Pregnancy and Lactation Labeling Final Rule
The FDA has published the Content and Format of Labeling for Human Prescription Drug and Biological Products; Requirements for Pregnancy and Lactation Labeling, referred to as the “Pregnancy and Lactation Labeling Rule” (PLLR or final rule).
The PLLR final rule sets standards for how information about using medicines during pregnancy and breastfeeding is presented in the labeling of prescription drugs and biological products. The new content and formatting requirements will provide a more consistent way to include relevant information about the risks and benefits of prescription drugs and biological products used during pregnancy and breastfeeding.
The final rule replaces the current product letter categories – A, B, C, D and X – used to classify the risks of using prescription drugs during pregnancy with three detailed subsections that describe risks within the real-world context of caring for pregnant women who may need medication. The PLLR also requires the label to be updated when information becomes outdated.
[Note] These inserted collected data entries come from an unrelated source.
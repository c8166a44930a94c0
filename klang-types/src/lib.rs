//! Atomic types of the KLang numeric runtime.

#![cfg_attr(not(feature = "std"), no_std)]
#![warn(missing_docs)]
#![deny(unsafe_code)]
#![deny(unused_must_use)]

#[cfg(feature = "alloc")]
extern crate alloc;

mod fault;
mod width;

pub mod bytes;

pub use fault::{
    Fault,
    KernelResult,
};
pub use width::{
    BitWidth,
    ResolvedMode,
    ShiftMode,
    ShiftResult,
};

/// Host-wide signed value type carried through every kernel operation.
///
/// Inputs outside `[0, 2^w)` are accepted everywhere and normalized first;
/// negative values are interpreted as host-wide two's complement.
pub type Word = i64;

/// Unsigned view of a [`Word`], used by native-mode operators.
pub type UWord = u64;
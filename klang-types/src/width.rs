use crate::{
    Fault,
    Word,
};

/// Bit width of a shift-engine instance.
#[derive(
    Debug,
    Clone,
    Copy,
    PartialEq,
    Eq,
    PartialOrd,
    Ord,
    Hash,
    strum::EnumIter,
    derive_more::Display,
)]
#[repr(u8)]
pub enum BitWidth {
    /// 8-bit operations.
    #[display(fmt = "8")]
    W8 = 8,
    /// 16-bit operations.
    #[display(fmt = "16")]
    W16 = 16,
    /// 32-bit operations.
    #[display(fmt = "32")]
    W32 = 32,
    /// 64-bit operations, capped to the signed host word.
    #[display(fmt = "64")]
    W64 = 64,
}

impl BitWidth {
    /// Number of bits covered by this width.
    pub const fn bits(self) -> u32 {
        self as u32
    }

    /// Number of whole bytes covered by this width.
    pub const fn bytes(self) -> usize {
        (self as usize) / 8
    }

    /// Number of value bits actually representable.
    ///
    /// 64-bit engines carry values in a signed host word, so their domain is
    /// capped to 63 bits; every other width uses all of its bits.
    pub const fn value_bits(self) -> u32 {
        match self {
            Self::W64 => 63,
            w => w.bits(),
        }
    }

    /// Largest representable value: `2^w − 1`, except `2^63 − 1` at width 64.
    pub const fn max_value(self) -> Word {
        match self {
            Self::W8 => 0xFF,
            Self::W16 => 0xFFFF,
            Self::W32 => 0xFFFF_FFFF,
            Self::W64 => Word::MAX,
        }
    }

    /// Mask of the representable value bits, unsigned form.
    #[allow(clippy::cast_sign_loss)]
    pub const fn mask(self) -> u64 {
        self.max_value() as u64
    }

    /// The conventional sign bit, `2^(w−1)`.
    ///
    /// At width 64 this lies outside the capped value domain and normalizes
    /// to zero.
    pub const fn sign_bit(self) -> u64 {
        1u64 << (self.bits() - 1)
    }
}

impl TryFrom<u32> for BitWidth {
    type Error = Fault;

    fn try_from(bits: u32) -> Result<Self, Fault> {
        match bits {
            8 => Ok(Self::W8),
            16 => Ok(Self::W16),
            32 => Ok(Self::W32),
            64 => Ok(Self::W64),
            _ => Err(Fault::InvalidWidth),
        }
    }
}

/// Requested dispatch mode of a shift engine.
///
/// `Auto` is a request; it resolves to one of the other two before any
/// operation executes.
#[derive(
    Debug,
    Clone,
    Copy,
    PartialEq,
    Eq,
    Hash,
    Default,
    strum::EnumIter,
    derive_more::Display,
)]
#[repr(u8)]
pub enum ShiftMode {
    /// Resolve to native or arithmetic on first use, per width.
    #[default]
    Auto = 0,
    /// Host bitwise operators.
    Native = 1,
    /// Add/sub/mul/div/mod only; defined up to 32 bits.
    Arithmetic = 2,
}

impl From<u8> for ShiftMode {
    fn from(b: u8) -> Self {
        match b {
            1 => Self::Native,
            2 => Self::Arithmetic,
            _ => Self::Auto,
        }
    }
}

/// A [`ShiftMode`] with `Auto` resolved away.
#[derive(Debug, Clone, Copy, PartialEq, Eq, Hash, derive_more::Display)]
#[repr(u8)]
pub enum ResolvedMode {
    /// Host bitwise operators.
    Native = 1,
    /// Pure-arithmetic implementation.
    Arithmetic = 2,
}

impl From<ResolvedMode> for ShiftMode {
    fn from(m: ResolvedMode) -> Self {
        match m {
            ResolvedMode::Native => Self::Native,
            ResolvedMode::Arithmetic => Self::Arithmetic,
        }
    }
}

/// Outcome of a shift operation.
#[derive(Debug, Clone, Copy, PartialEq, Eq, Default)]
pub struct ShiftResult {
    /// Shifted value, masked to the engine width.
    pub value: Word,
    /// Bits shifted out, right-aligned. Always zero for right shifts.
    pub carry: Word,
    /// Whether the unmasked result exceeded the width's maximum.
    pub overflow: bool,
}

impl ShiftResult {
    /// Build a result from its parts.
    pub const fn new(value: Word, carry: Word, overflow: bool) -> Self {
        Self {
            value,
            carry,
            overflow,
        }
    }

    /// Sentinel for a left shift whose count is outside `[0, w)`.
    pub const OUT_OF_RANGE: Self = Self::new(0, 0, true);
}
The FDA is also issuing a draft guidance for industry to help drug and biological product manufacturers comply with the new labeling content and format requirements. The draft guidance provides a detailed description of how the labeling is to be formatted subsection-by-subsection, noting the type of information that should be included under each heading. Although comments on a guidance can be submitted at any time, public comments should be submitted within 60 days of publication to ensure that they are considered when the FDA begins work on finalizing the draft guidance.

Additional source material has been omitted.